Here’s what I see most frequently:
Achievement as proof of worth, not expression of self. There’s a difference between pursuing a goal because it matters to you and pursuing it because you need it to prove something. Women with the father wound often can’t tell, in real time, which one they’re doing. The ambition and the wound are so intertwined that separating them requires careful, sustained therapeutic work.
Impossibly high standards — especially from authority figures. These women aren’t perfectionistic with themselves alone. They also apply the same scrutiny to how they’re evaluated by people in positions of power. A lukewarm review from a male supervisor can land with the same emotional weight as that look from their father across the kitchen table. The proportionality is off, and they often know it — but can’t seem to change it through willpower alone.
The “daddy’s girl who was never good enough” paradox. Many daughters of narcissistic fathers were also, at times, his favorite. His star. The one he showed off. This creates a particularly painful double bind: she has evidence that she was special to him, which makes the withdrawals more confusing and more devastating. She can’t fully dismiss him as simply absent or cruel, because he wasn’t always. The inconsistency is the wound.
Competition anxiety with peers who are also driven. If a narcissistic father competed with his daughter — minimized her wins, changed the subject when she succeeded, turned her achievements back to himself — she may carry an unconscious association between competition and loss of relationship. Being seen as successful by a peer can feel dangerous. Standing out can feel like it costs you something.
Amy recognizes all of this when we map it together. “He came to every recital,” she tells me. “Every sports game. He was there. And somehow I still felt invisible.”
That’s the paradox of the narcissistic father’s presence. He showed up. But his showing up was for himself — for the reflection of a successful, accomplished daughter that confirmed his own status. She was there for him, not the reverse. And a child’s nervous system knows the difference, even when her conscious mind has been trained to be grateful for the attendance.
Replaying the Father Dynamic at Work and in Love
The father wound doesn’t stay in the past. It’s not simply something that happened to you. It becomes an organizing template — a set of unconscious rules about how relationships with authority and intimacy work. And that template tends to play out in two arenas most vividly: the workplace and romantic partnerships.

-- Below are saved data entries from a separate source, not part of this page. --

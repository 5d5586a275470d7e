use serde::{Deserialize, Serialize};
use std::collections::BTreeMap;
use tracing::warn;

use crate::error::ExecutionError;
use crate::models::Direction;
use crate::trading::trade_record::{CloseReason, LegRole};

pub type LegId = u64;

#[derive(Debug, Clone, PartialEq, Serialize, Deserialize)]
pub struct LegRequest {
    pub role: LegRole,
    pub direction: Direction,
    pub volume: f64,
    pub entry: f64,
    pub stop: f64,
    pub take_profit: f64,
}

/// Two legs sharing one entry and one stop; only the targets differ.
#[derive(Debug, Clone, PartialEq, Serialize, Deserialize)]
pub struct PairedOrder {
    pub direction: Direction,
    pub total_volume: f64,
    pub entry: f64,
    pub stop: f64,
    pub quick_tp: f64,
    pub main_tp: f64,
}

impl PairedOrder {
    /// Split the total volume evenly between the quick and main legs.
    pub fn legs(&self) -> (LegRequest, LegRequest) {
        let quick_volume = self.total_volume / 2.0;
        let main_volume = self.total_volume - quick_volume;
        let leg = |role, volume, take_profit| LegRequest {
            role,
            direction: self.direction,
            volume,
            entry: self.entry,
            stop: self.stop,
            take_profit,
        };
        (
            leg(LegRole::Quick, quick_volume, self.quick_tp),
            leg(LegRole::Main, main_volume, self.main_tp),
        )
    }
}

/// Where orders go: a simulated book for backtests, a broker bridge in live use.
pub trait ExecutionSink: Send {
    fn open_leg(&mut self, request: &LegRequest) -> Result<LegId, ExecutionError>;

    fn modify_stop(&mut self, leg: LegId, new_stop: f64) -> Result<(), ExecutionError>;

    fn close_leg(&mut self, leg: LegId, reason: CloseReason) -> Result<(), ExecutionError>;

    /// Open both legs, or neither: a rejected main leg rolls back the quick leg.
    fn open_paired_order(&mut self, order: &PairedOrder) -> Result<(LegId, LegId), ExecutionError> {
        let (quick, main) = order.legs();
        let quick_id = self.open_leg(&quick)?;
        match self.open_leg(&main) {
            Ok(main_id) => Ok((quick_id, main_id)),
            Err(e) => {
                if let Err(rollback) = self.close_leg(quick_id, CloseReason::Rollback) {
                    warn!(leg = quick_id, error = %rollback, "rollback of quick leg failed");
                }
                Err(e)
            }
        }
    }
}

#[derive(Debug, Clone, PartialEq)]
pub struct SimulatedLeg {
    pub request: LegRequest,
    pub stop: f64,
    pub open: bool,
    pub close_reason: Option<CloseReason>,
}

#[derive(Debug, Clone, Default)]
pub struct SimulatedExecution {
    next_id: LegId,
    legs: BTreeMap<LegId, SimulatedLeg>,
    accept_limit: Option<usize>,
    accepted: usize,
}

impl SimulatedExecution {
    pub fn new() -> Self {
        Self::default()
    }

    /// Book that rejects every leg after the first `n` it accepts.
    pub fn rejecting_after(n: usize) -> Self {
        Self {
            accept_limit: Some(n),
            ..Self::default()
        }
    }

    pub fn leg(&self, id: LegId) -> Option<&SimulatedLeg> {
        self.legs.get(&id)
    }

    pub fn open_legs(&self) -> usize {
        self.legs.values().filter(|l| l.open).count()
    }

    fn live_leg(&mut self, id: LegId) -> Result<&mut SimulatedLeg, ExecutionError> {
        self.legs
            .get_mut(&id)
            .filter(|l| l.open)
            .ok_or(ExecutionError::StaleOrMissingPosition(id))
    }
}

impl ExecutionSink for SimulatedExecution {
    fn open_leg(&mut self, request: &LegRequest) -> Result<LegId, ExecutionError> {
        if self.accept_limit.is_some_and(|limit| self.accepted >= limit) {
            return Err(ExecutionError::OrderRejected(format!(
                "simulated rejection of {} leg",
                request.role
            )));
        }
        if !(request.volume > 0.0) {
            return Err(ExecutionError::OrderRejected(format!(
                "volume {} is not positive",
                request.volume
            )));
        }
        self.next_id += 1;
        self.accepted += 1;
        self.legs.insert(
            self.next_id,
            SimulatedLeg {
                request: request.clone(),
                stop: request.stop,
                open: true,
                close_reason: None,
            },
        );
        Ok(self.next_id)
    }

    fn modify_stop(&mut self, leg: LegId, new_stop: f64) -> Result<(), ExecutionError> {
        self.live_leg(leg)?.stop = new_stop;
        Ok(())
    }

    fn close_leg(&mut self, leg: LegId, reason: CloseReason) -> Result<(), ExecutionError> {
        let l = self.live_leg(leg)?;
        l.open = false;
        l.close_reason = Some(reason);
        Ok(())
    }
}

At work: the impossible-to-please authority figure. Rachel is a forty-four-year-old physician who grew up as her narcissistic father’s brightest hope. He called her his “little doctor” from the time she was seven. When she became one, the pride she’d expected — the moment she’d been working toward for decades — lasted about a week. Then came the critique: her specialty wasn’t prestigious enough, her hospital wasn’t ranked highly enough, she worked too many hours, or not enough. The goalposts moved, as they always had.
Now, Rachel finds herself working hardest under supervisors and department chairs who are critical, withholding, or impossible to please. She’s told me she doesn’t even notice this preference until she maps her career history. The male attendings who were warm and directly affirming? She tended to find them “too easy.” The ones who made her earn every bit of recognition? Those were the ones whose approval she craved.
This isn’t masochism. It’s familiarity. The nervous system doesn’t distinguish between “comfortable” and “good for me.” It just knows what’s familiar. A relationship with an authority figure who withholds approval feels — at some level below conscious awareness — like home.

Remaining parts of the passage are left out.